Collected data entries
★ ★ ★

//! Realtime event processor
//!
//! Applies push frames for one session, in delivery order, to a
//! [`SessionView`] published through a `watch` channel. The only network call
//! it makes is the single result fetch after the session completes.

use crate::events::{decode, Decoded, EventFrame};
use crate::reducer::{apply_result, reduce, Effect, ReduceContext, SessionView};
use crate::source::SessionSource;
use crate::transport::FrameStream;
use chrono::Utc;
use futures::StreamExt;
use parking_lot::Mutex;
use std::sync::atomic::{AtomicBool, Ordering};
use std::sync::Arc;
use tokio::sync::watch;
use tokio::task::JoinHandle;
use tokio_util::sync::CancellationToken;

/// Longest payload excerpt logged for a dropped frame
const EXCERPT_LEN: usize = 120;

/// Why the frame reader stopped
#[derive(Debug, Clone, Copy, PartialEq, Eq)]
pub enum StreamEnd {
    /// Session reached a terminal status
    Terminal,
    /// Channel closed or failed before the session ended
    Disconnected,
    /// Processor was stopped
    Stopped,
}

struct Inner {
    root_agent_id: String,
    source: Arc<dyn SessionSource>,
    view: watch::Sender<SessionView>,
    end: watch::Sender<Option<StreamEnd>>,
    result_requested: AtomicBool,
    result_settled: watch::Sender<bool>,
    cancel: CancellationToken,
}

impl Inner {
    fn apply(self: &Arc<Self>, frame: &EventFrame) -> bool {
        let ctx = ReduceContext::new(&self.root_agent_id);
        let mut effects = Vec::new();
        let applied = self.view.send_if_modified(|view| {
            let transition = reduce(std::mem::take(view), frame, &ctx);
            *view = transition.view;
            effects = transition.effects;
            transition.applied
        });
        for effect in effects {
            self.perform(effect);
        }
        applied
    }

    fn perform(self: &Arc<Self>, effect: Effect) {
        match effect {
            Effect::FetchResult { session_id } => {
                if self.result_requested.swap(true, Ordering::SeqCst) {
                    return;
                }
                let inner = Arc::clone(self);
                tokio::spawn(async move {
                    let result = tokio::select! {
                        () = inner.cancel.cancelled() => None,
                        result = inner.source.result(&session_id) => Some(result),
                    };
                    if let Some(result) = result {
                        inner
                            .view
                            .send_if_modified(|view| apply_result(view, result, Utc::now()));
                    }
                    inner.result_settled.send_replace(true);
                });
            }
        }
    }

    fn handle_text(self: &Arc<Self>, text: &str) -> bool {
        match decode(text) {
            Ok(Decoded::Event(frame)) => self.apply(&frame),
            Ok(Decoded::Ignored(kind)) => {
                tracing::debug!(%kind, "unknown push frame ignored");
                false
            }
            Err(err) => {
                tracing::warn!(error = %err, payload = excerpt(text), "malformed push frame dropped");
                false
            }
        }
    }

    async fn pump(self: &Arc<Self>, mut frames: FrameStream) -> StreamEnd {
        while let Some(item) = frames.next().await {
            match item {
                Ok(text) => {
                    self.handle_text(&text);
                    if self.view.borrow().is_terminal() {
                        return StreamEnd::Terminal;
                    }
                }
                Err(err) => {
                    tracing::warn!(error = %err, "push channel failed");
                    return StreamEnd::Disconnected;
                }
            }
        }
        if self.view.borrow().is_terminal() {
            StreamEnd::Terminal
        } else {
            tracing::warn!(session = %self.view.borrow().session_id(), "push channel closed early");
            StreamEnd::Disconnected
        }
    }

    fn finish(&self, end: StreamEnd) {
        self.end.send_if_modified(|slot| {
            if slot.is_some() {
                return false;
            }
            *slot = Some(end);
            true
        });
    }
}

/// Applies push frames for exactly one session
pub struct RealtimeEventProcessor {
    inner: Arc<Inner>,
    reader: Mutex<Option<JoinHandle<()>>>,
}

impl RealtimeEventProcessor {
    /// Create a processor for a session
    ///
    /// `source` serves the post-completion result fetch.
    pub fn new(
        session_id: impl Into<String>,
        root_agent_id: impl Into<String>,
        source: Arc<dyn SessionSource>,
    ) -> Self {
        let (view, _) = watch::channel(SessionView::new(session_id));
        let (end, _) = watch::channel(None);
        Self {
            inner: Arc::new(Inner {
                root_agent_id: root_agent_id.into(),
                source,
                view,
                end,
                result_requested: AtomicBool::new(false),
                result_settled: watch::channel(false).0,
                cancel: CancellationToken::new(),
            }),
            reader: Mutex::new(None),
        }
    }

    /// Session id
    #[must_use]
    pub fn session_id(&self) -> String {
        self.inner.view.borrow().session_id().to_string()
    }

    /// Apply one typed event; false if it changed nothing
    ///
    /// Must run inside a Tokio runtime: a completion event spawns the result
    /// fetch.
    pub fn apply_event(&self, frame: &EventFrame) -> bool {
        self.inner.apply(frame)
    }

    /// Decode and apply one text frame
    ///
    /// Malformed frames are dropped with a warning; unknown types are
    /// ignored. Returns whether the view changed.
    pub fn handle_text(&self, text: &str) -> bool {
        self.inner.handle_text(text)
    }

    /// Read frames from a stream in the background
    ///
    /// Replaces any reader started earlier.
    pub fn start(&self, frames: FrameStream) {
        let inner = Arc::clone(&self.inner);
        let handle = tokio::spawn(async move {
            let end = tokio::select! {
                () = inner.cancel.cancelled() => StreamEnd::Stopped,
                end = inner.pump(frames) => end,
            };
            tracing::debug!(?end, "push reader finished");
            inner.finish(end);
        });
        if let Some(previous) = self.reader.lock().replace(handle) {
            previous.abort();
        }
    }

    /// Stop applying events
    ///
    /// Once this returns no queued frame and no pending result fetch changes
    /// the view.
    pub fn stop(&self) {
        self.inner.view.send_if_modified(|view| {
            let was_open = !view.closed;
            view.closed = true;
            was_open
        });
        self.inner.cancel.cancel();
        if let Some(reader) = self.reader.lock().take() {
            reader.abort();
        }
        self.inner.finish(StreamEnd::Stopped);
    }

    /// Stop and release the processor
    pub fn dispose(self) {
        self.stop();
    }

    /// Wait for the reader to finish
    ///
    /// After a terminal event this also waits for the result fetch, so the
    /// view is final once it returns.
    pub async fn finished(&self) -> StreamEnd {
        let mut rx = self.inner.end.subscribe();
        let end = match rx.wait_for(Option::is_some).await {
            Ok(end) => end.unwrap_or(StreamEnd::Stopped),
            Err(_) => StreamEnd::Stopped,
        };
        if end == StreamEnd::Terminal && self.result_requested() {
            let mut settled = self.inner.result_settled.subscribe();
            let _ = settled.wait_for(|done| *done).await;
        }
        end
    }

    /// Snapshot of the current view
    #[must_use]
    pub fn view(&self) -> SessionView {
        self.inner.view.borrow().clone()
    }

    /// Receive every view change
    #[must_use]
    pub fn subscribe(&self) -> watch::Receiver<SessionView> {
        self.inner.view.subscribe()
    }

    /// Check if the post-completion result fetch was issued
    #[must_use]
    pub fn result_requested(&self) -> bool {
        self.inner.result_requested.load(Ordering::SeqCst)
    }
}

impl Drop for RealtimeEventProcessor {
    fn drop(&mut self) {
        self.inner.cancel.cancel();
        if let Some(reader) = self.reader.get_mut().take() {
            reader.abort();
        }
    }
}

impl std::fmt::Debug for RealtimeEventProcessor {
    fn fmt(&self, f: &mut std::fmt::Formatter<'_>) -> std::fmt::Result {
        f.debug_struct("RealtimeEventProcessor")
            .field("session_id", &self.session_id())
            .field("root_agent_id", &self.inner.root_agent_id)
            .finish_non_exhaustive()
    }
}

fn excerpt(text: &str) -> &str {
    match text.char_indices().nth(EXCERPT_LEN) {
        Some((idx, _)) => &text[..idx],
        None => text,
    }
}

#[cfg(test)]
mod tests {
    use super::*;
    use crate::source::FnSource;
    use crate::transport::{ChannelTransport, PushTransport};
    use agentview_core::{AgentStatus, ClientError, SessionStatus};
    use agentview_test_utils::{frames, CallCounter};
    use serde_json::json;

    fn source(counter: &CallCounter) -> Arc<dyn SessionSource> {
        let counter = counter.clone();
        Arc::new(FnSource::new(
            |id| async move { Err(ClientError::Network(format!("no status for {id}"))) },
            move |_| {
                counter.hit();
                async { Ok(json!({"ok": true})) }
            },
        ))
    }

    #[tokio::test]
    async fn malformed_frames_do_not_stop_the_fold() {
        let counter = CallCounter::new();
        let processor = RealtimeEventProcessor::new("s1", "orchestrator", source(&counter));

        assert!(!processor.handle_text("{broken"));
        assert!(!processor.handle_text(r#"{"type":"heartbeat"}"#));
        assert!(processor.handle_text(&frames::agent_started("icp_agent")));

        let view = processor.view();
        assert_eq!(
            view.activity("icp_agent").map(|a| a.status),
            Some(AgentStatus::Thinking)
        );
    }

    #[tokio::test]
    async fn completion_fetches_result_once() {
        let counter = CallCounter::new();
        let processor = RealtimeEventProcessor::new("s1", "orchestrator", source(&counter));
        let mut rx = processor.subscribe();

        processor.handle_text(&frames::analysis_completed());
        processor.handle_text(&frames::analysis_completed());
        rx.wait_for(|v| v.result.is_some()).await.unwrap();

        assert_eq!(counter.count(), 1);
        assert!(processor.result_requested());
        assert_eq!(processor.view().session.status, SessionStatus::Completed);
    }

    #[tokio::test]
    async fn reader_stops_at_terminal_event() {
        let counter = CallCounter::new();
        let processor = RealtimeEventProcessor::new("s1", "orchestrator", source(&counter));
        let transport = ChannelTransport::new();
        let sender = transport.open("s1");
        sender.send(frames::agent_started("a"));
        sender.send(frames::error("boom"));
        sender.send(frames::agent_started("b"));

        processor.start(transport.connect("s1").await.unwrap());

        assert_eq!(processor.finished().await, StreamEnd::Terminal);
        let view = processor.view();
        assert_eq!(view.session.error.as_deref(), Some("boom"));
        assert!(view.activity("b").is_none());
    }

    #[tokio::test]
    async fn early_close_is_a_disconnect() {
        let counter = CallCounter::new();
        let processor = RealtimeEventProcessor::new("s1", "orchestrator", source(&counter));
        let transport = ChannelTransport::new();
        let sender = transport.open("s1");
        sender.send(frames::agent_started("a"));
        drop(sender);

        processor.start(transport.connect("s1").await.unwrap());

        assert_eq!(processor.finished().await, StreamEnd::Disconnected);
    }

    #[tokio::test]
    async fn stop_discards_queued_frames() {
        let counter = CallCounter::new();
        let processor = RealtimeEventProcessor::new("s1", "orchestrator", source(&counter));
        let transport = ChannelTransport::new();
        let sender = transport.open("s1");

        processor.start(transport.connect("s1").await.unwrap());
        processor.stop();
        sender.send(frames::agent_started("late"));
        tokio::task::yield_now().await;

        assert!(!processor.handle_text(&frames::agent_started("manual")));
        assert_eq!(processor.finished().await, StreamEnd::Stopped);
        let view = processor.view();
        assert!(view.closed);
        assert!(view.activities.is_empty());
    }

    #[test]
    fn excerpt_truncates_on_char_boundary() {
        let long = "é".repeat(200);
        assert_eq!(excerpt(&long).chars().count(), EXCERPT_LEN);
        assert_eq!(excerpt("short"), "short");
    }
}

★ ★ ★

WHAT IS REQUIRED: Please filter the data down to the lines containing the word "Applies".

EXERCISE OUTPUT:
//! Applies push frames for one session, in delivery order, to a
/// Applies push frames for exactly one session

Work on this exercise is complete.